Miré hacia el público, que permanecía mudo de asombro, a la espera de asistir a mi derrumbe en el escenario. Los buitres graznaban en el cielo, sobre el edificio en el que estábamos. Pensé que estaban esperándome a mí y el temblor aumentó, ya no era un temblor normal: era la “danza del Vientre”. Sakira a mi lado era una aprendiza; mis pies bailaban mejor que Fred Astaire, los tímpanos me dolían del silencio sepulcral que invadía la sala; mis güevecillos parecían un sonajero chocando entre ellos… mis esfínteres debatían entre ellos sobre la necesidad de abrir y soltar la carga que pugnaba por salir. Aquello era el fin; me acordé de mi mujer , mis hijos y nietos, que se quedaban solos en el mundo.
Llegué por fin a pronunciar la ansiosamente buscada palabra “FIN”, y un fuerte aplauso me acompañó mientras me dirigía a mi asiento. Conchi se reía a carcajadas; yo me preguntaba que faltaba ya para morirme, Qué más cosas tenían que suceder, qué delitos más me quedaban por pagar.
–¡Concha Postigo! –llamó la presidenta.
Mi amiga se levantó del asiento y se dirigió majestuosamente hacia el estrado. La gente aplaudía estrepitosamente a su paso. Conchi caminaba lentamente, tranquila, consciente de que era la triunfadora, aquélla ante quien debíamos todos arrodillarnos. Era la más guapa, más atractiva de todas, la que despertaba en ese momento toda clase de emociones: envidia, admiración, arrobo, alegría… La impresionante mujer, joven esposa y madre de familia, subió los escalones del acceso al estrado y se puso ante el micrófono. El presentador se apresuró a colocarlo bien y se lo puso a su altura, le trajo un atril, que apareció de forma milagrosa en el estrado. ¡Qué suerte ser mujer!
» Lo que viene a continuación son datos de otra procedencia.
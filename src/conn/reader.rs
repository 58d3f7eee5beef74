// src/conn/reader.rs

use crate::dispatch::{DispatchError, HandlerRegistry};
use crate::hub::HubHandle;
use crate::protocol::codec::RequestCodec;
use crate::protocol::types::{OutboundEvent, SequencedReply, SequencedRequest};
use crate::runtime::mailbox::MailboxSender;
use crate::session::SessionInfo;

use std::any::Any;
use std::panic::AssertUnwindSafe;
use std::sync::Arc;
use std::time::Instant;

use futures::{FutureExt, StreamExt};
use tokio::io::AsyncRead;
use tokio_util::codec::FramedRead;

/// Per-connection request loop: frames requests, dispatches them through the
/// registry and forwards every outcome to the hub as a reply control event.
///
/// Dispatch is sequential per connection; a slow handler stalls only this
/// connection's later requests, never the hub or anyone else. Returns when
/// the transport fails, the client goes away, or a framing violation makes
/// the stream unreadable.
pub(crate) async fn run_request_loop<R>(
  conn_id: usize,
  session: SessionInfo,
  mut requests: FramedRead<R, RequestCodec>,
  registry: Arc<HandlerRegistry>,
  hub: HubHandle,
  mailbox: MailboxSender,
) where
  R: AsyncRead + Unpin,
{
  loop {
    let request = match requests.next().await {
      Some(Ok(request)) => request,
      Some(Err(e)) => {
        tracing::debug!(conn_id, user = %session.name, error = %e, "could not read request");
        break;
      }
      None => {
        tracing::debug!(conn_id, user = %session.name, "client closed the connection");
        break;
      }
    };

    let reply = dispatch_request(conn_id, &session, &registry, &request).await;
    if hub.reply(conn_id, reply).await.is_err() {
      tracing::warn!(conn_id, "hub gone, stopping request loop");
      break;
    }
  }

  // Ask the writer to stop. The sentinel enqueue is non-blocking and may be
  // dropped by a full mailbox, so closing the channel is the backstop; the
  // writer drains what is left and exits either way.
  let _ = mailbox.try_send(OutboundEvent::Shutdown);
  mailbox.close();
}

async fn dispatch_request(
  conn_id: usize,
  session: &SessionInfo,
  registry: &HandlerRegistry,
  request: &SequencedRequest,
) -> SequencedReply {
  let Some(handler) = registry.get(&request.request_type) else {
    tracing::debug!(conn_id, request_type = %request.request_type, "unknown request type");
    return SequencedReply::error(
      request.seq_id,
      format!("Invalid request type: {}", request.request_type),
    );
  };

  let start = Instant::now();
  let outcome = AssertUnwindSafe(handler.call(session, &request.body))
    .catch_unwind()
    .await;
  tracing::debug!(
    conn_id,
    request_type = %request.request_type,
    seq_id = request.seq_id,
    elapsed = ?start.elapsed(),
    "request processed"
  );

  match outcome {
    Ok(Ok(body)) => SequencedReply::new(request.seq_id, body),
    Ok(Err(DispatchError::Decode(message))) => {
      SequencedReply::error(request.seq_id, format!("Cannot decode request: {}", message))
    }
    Ok(Err(DispatchError::Handler(handler_error))) => {
      if let Some(internal) = &handler_error.internal {
        tracing::error!(
          conn_id,
          request_type = %request.request_type,
          error = %internal,
          "handler reported internal error"
        );
      }
      SequencedReply::error(request.seq_id, handler_error.user_msg)
    }
    Err(panic) => {
      tracing::error!(
        conn_id,
        request_type = %request.request_type,
        panic = %panic_message(&panic),
        "handler panicked"
      );
      SequencedReply::error(request.seq_id, "Internal error")
    }
  }
}

fn panic_message(panic: &Box<dyn Any + Send>) -> String {
  if let Some(s) = panic.downcast_ref::<&str>() {
    (*s).to_string()
  } else if let Some(s) = panic.downcast_ref::<String>() {
    s.clone()
  } else {
    "non-string panic payload".to_string()
  }
}
// src/runtime/mailbox.rs

//! Type aliases for connection mailboxes based on `async-channel`.

use crate::protocol::types::OutboundEvent;

/// The sending end of a connection's mailbox.
/// Cloneable: the hub and the connection's own request pipeline both hold one.
/// Every producer sends non-blockingly; a full mailbox drops the event.
pub type MailboxSender = async_channel::Sender<OutboundEvent>;

/// The receiving end of a connection's mailbox.
/// Owned exclusively by the connection's writer loop, which drains values in
/// arrival order onto the transport.
pub type MailboxReceiver = async_channel::Receiver<OutboundEvent>;

/// Default capacity for connection mailboxes.
pub const DEFAULT_MAILBOX_CAPACITY: usize = 100;

/// Default capacity of the presence hub's inbound control-event queue.
pub const DEFAULT_CONTROL_QUEUE_CAPACITY: usize = 200;

/// Creates a new bounded mailbox channel pair.
/// This is the standard way to create the outbound queue for a connection.
pub fn mailbox(capacity: usize) -> (MailboxSender, MailboxReceiver) {
  async_channel::bounded(capacity.max(1))
}

#[cfg(test)]
mod tests {
  use super::*;

  #[test]
  fn full_mailbox_rejects_without_blocking_or_growing() {
    let (tx, rx) = mailbox(1);
    tx.try_send(OutboundEvent::Shutdown).unwrap();

    let err = tx.try_send(OutboundEvent::Shutdown).unwrap_err();
    assert!(err.is_full());
    assert_eq!(rx.len(), 1);
  }

  #[test]
  fn zero_capacity_is_clamped_to_one() {
    let (tx, _rx) = mailbox(0);
    tx.try_send(OutboundEvent::Shutdown).unwrap();
  }

  #[test]
  fn closed_mailbox_drains_then_reports_closed() {
    let (tx, rx) = mailbox(4);
    tx.try_send(OutboundEvent::Shutdown).unwrap();
    tx.close();

    assert!(rx.try_recv().is_ok());
    assert!(rx.try_recv().is_err());
  }
}
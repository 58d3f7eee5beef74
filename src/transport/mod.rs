// src/transport/mod.rs

//! Network front ends. TCP is the only transport; the connection pipeline
//! itself is transport-generic.

pub mod tcp;
// src/error.rs

use std::io;
use thiserror::Error;

#[derive(Error, Debug)]
#[non_exhaustive] // Allows adding more variants later without breaking change
pub enum SonetError {
  // --- I/O Errors ---
  #[error("I/O error: {0}")]
  Io(#[from] io::Error),

  // --- Connection/Binding Errors ---
  #[error("Address already in use: {0}")]
  AddrInUse(String),
  #[error("Address not available: {0}")]
  AddrNotAvailable(String),
  #[error("Invalid endpoint: {0}")]
  InvalidEndpoint(String),
  #[error("Connection closed by peer or transport")]
  ConnectionClosed,

  // --- Protocol Errors ---
  #[error("Protocol violation: {0}")]
  ProtocolViolation(String),

  // --- Security Errors ---
  #[error("Authentication failed: {0}")]
  AuthenticationFailure(String),

  // --- Internal Errors ---
  #[error("Internal library error: {0}")]
  Internal(String),
}

// Helper function to map common std::io::Error kinds
impl SonetError {
  pub fn from_io_endpoint(e: io::Error, endpoint: &str) -> Self {
    match e.kind() {
      io::ErrorKind::AddrInUse => SonetError::AddrInUse(endpoint.to_string()),
      io::ErrorKind::AddrNotAvailable => SonetError::AddrNotAvailable(endpoint.to_string()),
      io::ErrorKind::ConnectionReset | io::ErrorKind::BrokenPipe | io::ErrorKind::UnexpectedEof => {
        SonetError::ConnectionClosed
      }
      _ => SonetError::Io(e), // Default fallback
    }
  }
}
Para mí, el presentador no hizo nada de eso.
Conchi dejó el papel de su relato sobre el atril y, apoyando sus manos sobre él, comenzó a leer cono voz fuerte, clara y pausada, aparentemente sin nervios el maravilloso y tierno relato en homenaje a “La tía Paca”.
Su bella imagen tras el atril mirando cara a cara al público; el tono de su voz, dulce y cristalino, la emoción que transmitía al leer su relato… todo hizo que al acabar su lectura el público saltara de sus asientos, dando rienda suelta a sus emociones contenidas y aplaudiera enfervorizado.
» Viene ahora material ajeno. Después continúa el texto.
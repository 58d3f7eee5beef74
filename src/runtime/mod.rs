// src/runtime/mod.rs

//! Core runtime primitives: per-connection mailboxes and the control events
//! consumed by the presence hub.

pub mod control;
pub mod mailbox;

pub use control::{ControlEvent, DomainEvent};
pub use mailbox::{mailbox, MailboxReceiver, MailboxSender, DEFAULT_CONTROL_QUEUE_CAPACITY, DEFAULT_MAILBOX_CAPACITY};
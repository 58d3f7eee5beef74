// src/session.rs

//! Authenticated session identity and the seam to the external session store.

use crate::error::SonetError;

use async_trait::async_trait;

/// Identity attached to a connection when it authenticates.
///
/// Created once by the [`Authenticator`] and never mutated for the lifetime
/// of the connection; the hub keeps its own copy in the presence table.
#[derive(Debug, Clone, PartialEq, Eq)]
pub struct SessionInfo {
  pub id: u64,
  pub name: String,
}

impl SessionInfo {
  pub fn new(id: u64, name: impl Into<String>) -> Self {
    Self { id, name: name.into() }
  }
}

/// Resolves transport-level credentials (e.g. a session cookie value) into a
/// [`SessionInfo`].
///
/// Session token storage lives outside this crate; the pipeline only cares
/// whether the credential maps to a user. A failed lookup rejects the
/// connection before it ever reaches the request loop.
#[async_trait]
pub trait Authenticator: Send + Sync {
  async fn authenticate(&self, credential: &str) -> Result<SessionInfo, SonetError>;
}
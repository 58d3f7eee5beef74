use clap::Parser;
use std::path::PathBuf;

#[derive(Parser, Debug)]
#[clap(name = "sonetd", version, about = "sonet real-time hub server")]
pub struct Cli {
  /// Path to a JSON config file; flags below override its values
  #[clap(long, short)]
  pub config: Option<PathBuf>,

  /// Address to listen on, e.g. 127.0.0.1:8080
  #[clap(long, short)]
  pub bind: Option<String>,

  /// Outbound mailbox capacity per connection
  #[clap(long)]
  pub mailbox_capacity: Option<usize>,

  /// Capacity of the hub's control-event queue
  #[clap(long)]
  pub control_queue_capacity: Option<usize>,
}
mod auth;
mod cli;
mod handlers;

use std::fs;
use std::sync::Arc;

use anyhow::{Context, Result};
use clap::Parser;
use sonet::{PresenceHub, ServerConfig, TcpServer};

use cli::Cli;

#[tokio::main]
async fn main() -> Result<()> {
  tracing_subscriber::fmt()
    .with_env_filter(
      tracing_subscriber::EnvFilter::try_from_default_env().unwrap_or_else(|_| tracing_subscriber::EnvFilter::new("info")),
    )
    .init();

  let args = Cli::parse();

  let mut config = match &args.config {
    Some(path) => {
      let contents = fs::read_to_string(path).with_context(|| format!("could not read config {}", path.display()))?;
      serde_json::from_str::<ServerConfig>(&contents)
        .with_context(|| format!("could not parse config {}", path.display()))?
    }
    None => ServerConfig::default(),
  };
  if let Some(bind) = args.bind {
    config.bind = bind;
  }
  if let Some(capacity) = args.mailbox_capacity {
    config.mailbox_capacity = capacity;
  }
  if let Some(capacity) = args.control_queue_capacity {
    config.control_queue_capacity = capacity;
  }

  let (hub, _hub_task) = PresenceHub::create_and_spawn(config.control_queue_capacity);
  let store = Arc::new(handlers::InMemoryStore::new());
  let registry = Arc::new(handlers::build_registry(store, hub.clone()));
  tracing::info!(handlers = registry.len(), "request registry built");

  let (addr, _accept_task) = TcpServer::create_and_spawn(config, hub, registry, Arc::new(auth::DevAuthenticator))?;
  tracing::info!(%addr, "sonetd listening");

  tokio::signal::ctrl_c().await.context("could not install ctrl-c handler")?;
  tracing::info!("shutting down");
  Ok(())
}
Luego, Conchi volvió sonriendo a nuestro lado en medio de vítores y aplausos. Estuvimos escuchando a otra participante y al acabar dio comienzo el certamen de gaita castoreña. La gaita castoreña es única, sólo existe en ese pueblo. Es un cuerno, al que se le añade una cánula para soplar. La usaban los pastores del lugar, y ahora se trata de transmitir los conocimientos para que esa gaita perviva.
Para concursar con ella, de lo que se trata es de aspirar el aire y soltarlo poco a poco sin dejar de tocar una melodía. Una vez comenzado el soplo no se puede detener hasta que acabe de tocar: el que más tiempo dura tocando una melodía es el que gana.
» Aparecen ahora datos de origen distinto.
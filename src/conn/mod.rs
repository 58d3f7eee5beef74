// src/conn/mod.rs

//! Per-connection plumbing: credential handshake, hub registration and the
//! reader/writer task pair.
//!
//! Each connection owns exactly two tasks: the reader (request pipeline) and
//! the writer (sole owner of the transport's write side). They share nothing
//! but the mailbox.

mod reader;
mod writer;

use crate::dispatch::HandlerRegistry;
use crate::error::SonetError;
use crate::hub::HubHandle;
use crate::protocol::codec::RequestCodec;
use crate::protocol::AUTH_ERROR_SENTINEL;
use crate::runtime::control::ControlEvent;
use crate::runtime::mailbox::mailbox;
use crate::session::{Authenticator, SessionInfo};

use std::sync::Arc;

use tokio::io::{AsyncBufReadExt, AsyncRead, AsyncReadExt, AsyncWrite, AsyncWriteExt, BufReader};
use tokio_util::codec::FramedRead;

/// Longest accepted credential line, including the newline.
const MAX_CREDENTIAL_LINE: u64 = 1024;

/// Drives one client connection to completion: authenticate, register with
/// the hub, run the request loop, deregister. Generic over the transport
/// halves so tests can exercise it without sockets.
pub async fn handle_connection<R, W>(
  conn_id: usize,
  read_half: R,
  write_half: W,
  hub: HubHandle,
  registry: Arc<HandlerRegistry>,
  authenticator: Arc<dyn Authenticator>,
  mailbox_capacity: usize,
) -> Result<(), SonetError>
where
  R: AsyncRead + Unpin + Send + 'static,
  W: AsyncWrite + Unpin + Send + 'static,
{
  let mut read_half = BufReader::new(read_half);
  let mut write_half = write_half;

  let session = match authenticate(&mut read_half, authenticator.as_ref()).await {
    Ok(session) => session,
    Err(e) => {
      tracing::info!(conn_id, error = %e, "rejecting unauthenticated connection");
      let _ = write_half.write_all(AUTH_ERROR_SENTINEL.as_bytes()).await;
      let _ = write_half.shutdown().await;
      return Err(e);
    }
  };
  tracing::info!(conn_id, user = %session.name, user_id = session.id, "connection authenticated");

  let (mailbox_tx, mailbox_rx) = mailbox(mailbox_capacity);
  let writer_task = tokio::spawn(writer::run_writer_loop(conn_id, write_half, mailbox_rx));

  // Register before reading the first request so the presence snapshot is
  // the first thing in the mailbox.
  hub
    .send(ControlEvent::Connect {
      session: session.clone(),
      conn_id,
      mailbox: mailbox_tx.clone(),
    })
    .await?;

  let requests = FramedRead::new(read_half, RequestCodec::new());
  reader::run_request_loop(conn_id, session.clone(), requests, registry, hub.clone(), mailbox_tx).await;

  if hub
    .send(ControlEvent::Disconnect {
      session: session.clone(),
      conn_id,
    })
    .await
    .is_err()
  {
    tracing::warn!(conn_id, "hub gone before disconnect could be delivered");
  }

  let _ = writer_task.await;
  tracing::info!(conn_id, user = %session.name, "connection closed");
  Ok(())
}

async fn authenticate<R>(
  read_half: &mut BufReader<R>,
  authenticator: &dyn Authenticator,
) -> Result<SessionInfo, SonetError>
where
  R: AsyncRead + Unpin,
{
  let mut credential = String::new();
  let mut limited = (&mut *read_half).take(MAX_CREDENTIAL_LINE);
  let n = limited
    .read_line(&mut credential)
    .await
    .map_err(|e| SonetError::AuthenticationFailure(format!("could not read credential line: {}", e)))?;

  if n == 0 {
    return Err(SonetError::ConnectionClosed);
  }
  if !credential.ends_with('\n') && n as u64 >= MAX_CREDENTIAL_LINE {
    return Err(SonetError::AuthenticationFailure("credential line too long".into()));
  }

  let credential = credential.trim_end_matches(['\r', '\n']);
  authenticator.authenticate(credential).await
}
Al finalizar la primera ronda de concursantes, nos fuimos a celebrar los premios en la terraza de una cafetería. Allí nos reímos mucho recordando la experiencia que acabábamos de tener. No comprendía cómo Conchi no había sucumbido a los nervios; ella me dijo que antes de la ceremonia se había tomado una pastilla para los nervios, pero aún a sí, no me lo creía.
Fue entonces que me di cuenta de que Conchi tenía las uñas partidas. Me dijo que se apoyaba tan fuerte en el atril, que las había dejado incrustadas en la madera.
–¡Los nervios, hijo, qué cosa tan terrible!
Luego nos fuimos a otra cafetería para divisar el pueblo desde arriba. Pepe y yo permanecimos largo rato mientras cenábamos hablando de la Naturaleza, de los senderos creados para el turismo, de los íberos que poblaron la cima de un monte que hay enfrente del bar, donde permanecen unos vestigios de su cultura. Así llegó la hora de la despedida.
Cuando regresaba hacia mi casa, al salir del pueblo vi las siluetas de los buitres en el cielo, reflejando la luz de brasas del horizonte por donde se acababa de ocultar el Sol.
“Esta vez os chincháis, amigos, no habéis conseguido mis restos.” pensé.
Sucedió el 10 de junio de 2007: un día inolvidable, que quedará grabado para siempre en mi memoria.